米非司酮是一种口服的活性孕激素受体拮抗剂，其与PR 结合的亲和力是P 的5 倍，竞争性与PR结合，阻止孕激素在子宫中发挥作用，从而抑制子宫上皮的分泌和基质细胞的蜕膜化，从而阻止胚胎着床［18］。米非司酮可溶于有机溶剂，不溶于水，临床上普遍采用口服的方式给药。既往的研究均通过皮下注射米非司酮，但其溶解性差，故采用皮下注射造模平均着床数波动较大，模型不稳定。皮下给药较灌胃给药的生物利用率高，更容易构建完全型EID 模型。因此，本研究通过灌胃的方式，寻找合适的剂量，建立稳定且有效的不完全型EID 模型。本实验中在雌性小鼠合笼见栓后，于PD3～PD4，发育正常的胚胎移行至两侧子宫腔，胚胎着床大约发生在PD4 傍晚［19］。因此于PD4 上午9∶00 给予米非司酮混悬液，可以排除由于胚胎自身发育问题以及输卵管功能障碍而导致的着床障碍。与此同时，由于子宫内膜对于米非司酮敏感性较高，可以阻止增生期的子宫内膜转变为分泌期，降低子宫内膜容受性，使胚胎与子宫内膜发育不同步，发生着床障碍。
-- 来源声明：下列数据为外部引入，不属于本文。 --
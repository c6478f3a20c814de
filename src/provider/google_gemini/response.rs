use serde_json::{Value, json};

use crate::types::{
    ChatChoice, ChatMessage, ChatResult, ChatRole, ChatUsage, ContentPart, FinishReason,
    ProviderMetadata, ToolCall,
};

use super::types::{GeminiFunctionCall, GeminiGenerateContentResponse, GeminiPart, GeminiUsageMetadata};

pub(crate) fn map_response(
    resp: GeminiGenerateContentResponse,
    provider: &'static str,
    endpoint: &str,
) -> ChatResult {
    let raw = serde_json::to_value(&resp).ok();
    let mut choices: Vec<ChatChoice> = resp
        .candidates
        .into_iter()
        .enumerate()
        .map(|(position, candidate)| {
            let parts = candidate.content.map(|content| content.parts).unwrap_or_default();
            let content: Vec<ContentPart> = parts
                .into_iter()
                .scan(0usize, |calls, part| Some(convert_part(part, calls)))
                .collect();
            let has_calls = content
                .iter()
                .any(|part| matches!(part, ContentPart::ToolCall(_)));
            ChatChoice {
                index: candidate.index.unwrap_or(position),
                message: ChatMessage::new(ChatRole::Assistant, content),
                finish_reason: candidate
                    .finish_reason
                    .as_deref()
                    .map(|reason| convert_finish_reason(reason, has_calls)),
            }
        })
        .collect();

    // A blocked prompt yields no candidates at all.
    if choices.is_empty() {
        if let Some(reason) = resp.prompt_feedback.and_then(|feedback| feedback.block_reason) {
            tracing::warn!(provider, block_reason = %reason, "prompt blocked");
            choices.push(ChatChoice {
                index: 0,
                message: ChatMessage::new(ChatRole::Assistant, Vec::new()),
                finish_reason: Some(FinishReason::ContentFilter),
            });
        }
    }

    let mut provider_meta = ProviderMetadata::new(provider, endpoint);
    provider_meta.request_id = resp.response_id.clone();
    provider_meta.raw = raw;

    ChatResult {
        id: resp.response_id,
        model: resp.model_version,
        choices,
        usage: resp.usage_metadata.as_ref().map(convert_usage),
        provider: provider_meta,
    }
}

fn convert_part(part: GeminiPart, calls: &mut usize) -> ContentPart {
    if let Some(call) = part.function_call {
        let call = convert_function_call(call, *calls);
        *calls += 1;
        return ContentPart::ToolCall(call);
    }
    match part.text {
        Some(text) if part.thought == Some(true) => {
            ContentPart::reasoning(text, part.thought_signature)
        }
        Some(text) => ContentPart::text(text),
        None => ContentPart::Data {
            data: Value::Object(part.extra.into_iter().collect()),
        },
    }
}

/// Gemini does not always identify calls, so ids fall back to `call_{n}` by
/// position within the candidate.
pub(crate) fn convert_function_call(call: GeminiFunctionCall, position: usize) -> ToolCall {
    let arguments = match call.args {
        Value::Null => json!({}),
        other => other,
    };
    ToolCall {
        id: Some(call.id.unwrap_or_else(|| format!("call_{position}"))),
        name: call.name,
        arguments,
    }
}

/// Gemini reports `STOP` even when the turn ends in function calls.
pub(crate) fn convert_finish_reason(reason: &str, has_tool_calls: bool) -> FinishReason {
    match reason {
        "STOP" if has_tool_calls => FinishReason::ToolCalls,
        "STOP" => FinishReason::Stop,
        "MAX_TOKENS" => FinishReason::Length,
        "SAFETY" | "RECITATION" | "BLOCKLIST" | "PROHIBITED_CONTENT" | "SPII"
        | "IMAGE_SAFETY" => FinishReason::ContentFilter,
        "MALFORMED_FUNCTION_CALL" => FinishReason::Error,
        other => FinishReason::Other(other.to_string()),
    }
}

pub(crate) fn convert_usage(usage: &GeminiUsageMetadata) -> ChatUsage {
    ChatUsage {
        prompt_tokens: usage.prompt_token_count,
        completion_tokens: usage.candidates_token_count,
        reasoning_tokens: usage.thoughts_token_count,
        cached_tokens: usage.cached_content_token_count,
        total_tokens: usage.total_token_count,
    }
}
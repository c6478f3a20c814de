use std::collections::HashMap;

use async_trait::async_trait;

use crate::error::TornadoError;
use crate::http::{
    DynHttpTransport, ensure_stream_success, ensure_success, parse_json, post_json_stream_with_headers,
    post_json_with_headers,
};
use crate::provider::{ChatProvider, ChatStream, resolve_model, versioned_endpoint};
use crate::types::{CapabilityDescriptor, ChatRequest, ChatResult};

use super::error::parse_gemini_error;
use super::request::build_gemini_body;
use super::response::map_response;
use super::stream::create_stream;
use super::types::GeminiGenerateContentResponse;

const DEFAULT_BASE_URL: &str = "https://generativelanguage.googleapis.com";
const API_VERSION: &str = "v1beta";

/// Google Gemini `generateContent` provider.
pub struct GoogleGeminiProvider {
    pub(crate) transport: DynHttpTransport,
    pub(crate) base_url: String,
    pub(crate) api_key: String,
    pub(crate) default_model: Option<String>,
}

impl GoogleGeminiProvider {
    pub fn new(transport: DynHttpTransport, api_key: impl Into<String>) -> Self {
        Self {
            transport,
            base_url: DEFAULT_BASE_URL.to_string(),
            api_key: api_key.into(),
            default_model: None,
        }
    }

    pub fn with_base_url(mut self, base_url: impl Into<String>) -> Self {
        self.base_url = base_url.into();
        self
    }

    /// Sets the model used when a request leaves it empty, e.g. `gemini-2.5-flash`.
    pub fn with_default_model(mut self, model: impl Into<String>) -> Self {
        self.default_model = Some(model.into());
        self
    }

    pub fn endpoint(&self, model: &str) -> String {
        let path = format!("{}:generateContent", normalize_model(model));
        versioned_endpoint(&self.base_url, API_VERSION, &path)
    }

    pub fn stream_endpoint(&self, model: &str) -> String {
        let path = format!("{}:streamGenerateContent?alt=sse", normalize_model(model));
        versioned_endpoint(&self.base_url, API_VERSION, &path)
    }

    fn build_headers(&self) -> HashMap<String, String> {
        let mut headers = HashMap::new();
        headers.insert("x-goog-api-key".to_string(), self.api_key.clone());
        headers
    }
}

fn normalize_model(model: &str) -> String {
    if model.starts_with("models/") {
        model.to_string()
    } else {
        format!("models/{model}")
    }
}

#[async_trait]
impl ChatProvider for GoogleGeminiProvider {
    async fn chat(&self, request: ChatRequest) -> Result<ChatResult, TornadoError> {
        let model = resolve_model(&request, self.default_model.as_deref(), self.name())?;
        let body = build_gemini_body(&request)?;
        let endpoint = self.endpoint(&model);
        tracing::debug!(provider = self.name(), model = %model, "sending chat request");
        let response =
            post_json_with_headers(self.transport.as_ref(), &endpoint, self.build_headers(), &body)
                .await?;
        let text = ensure_success(response, parse_gemini_error)?;
        let parsed: GeminiGenerateContentResponse = parse_json(self.name(), &text)?;
        let mut result = map_response(parsed, self.name(), &endpoint);
        if result.model.is_none() {
            result.model = Some(model);
        }
        Ok(result)
    }

    async fn stream_chat(&self, request: ChatRequest) -> Result<ChatStream, TornadoError> {
        let model = resolve_model(&request, self.default_model.as_deref(), self.name())?;
        let body = build_gemini_body(&request)?;
        let endpoint = self.stream_endpoint(&model);
        tracing::debug!(provider = self.name(), model = %model, "opening chat stream");
        let response = post_json_stream_with_headers(
            self.transport.as_ref(),
            &endpoint,
            self.build_headers(),
            &body,
        )
        .await?;
        let response = ensure_stream_success(response, parse_gemini_error).await?;
        Ok(create_stream(response.body, self.name(), &endpoint))
    }

    fn capabilities(&self) -> CapabilityDescriptor {
        CapabilityDescriptor {
            supports_stream: true,
            supports_image_input: true,
            supports_audio_input: true,
            supports_video_input: true,
            supports_tools: true,
            supports_structured_output: true,
            supports_parallel_tool_calls: true,
        }
    }

    fn name(&self) -> &'static str {
        "google_gemini"
    }
}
胚胎完成植入大概在PD6～PD7，故于PD8 进行采样［20］。本实验中，当灌胃剂量为0.12 mL/只（低剂量组）时，妊娠率和平均胚胎着床数均无影响；当灌胃剂量为0.14 mL/只（中剂量组）时，妊娠率无影响，但可显著减少平均胚胎着床数；当灌胃剂量为0.16 mL/只（高剂量组）时，妊娠率和平均胚胎着床数均降低。可见，当米非司酮剂量为0.16 mL/只时，可以抑制雌性小鼠胚胎着床。镜下观察，高剂量组子宫内膜较其他3 组相比，间质区蜕膜化不完全，腺体小而少，分泌不足，内膜间质致密，仍呈增生期样改变，发育明显滞后。同样，PR 表达明显低于其他三组，但血清中的E2和孕激素无明显变化。说明当米非司酮剂量为0.16 mL/只时，在子宫局部竞争性与PR结合，干扰孕激素的正常作用，导致子宫内膜发育迟缓，蜕膜化异常，着床窗口开放延迟。EID 动物模型目前没有统一的判断标准，研究［6-7，14，21］认为妊娠率和平均胚胎着床数显著减少是判断造模成功的标准；林益等［2］提出了根据子宫内膜“种植窗”是否完全关闭分为完全型着床障碍和不完全型着床障碍。因此根据本实验结果表明：雌性小鼠妊娠第4 天给予0.16 mL/只1 mg/mL 米非司酮构建更加符合不完全型EID 模型，为后期进一步研究RIF 和RSA 供了理想的动物模型。

总之，米非司酮制备小鼠不完全型EID 模型稳定可靠，适宜剂量为0.16 mL/只（1 mg/mL）。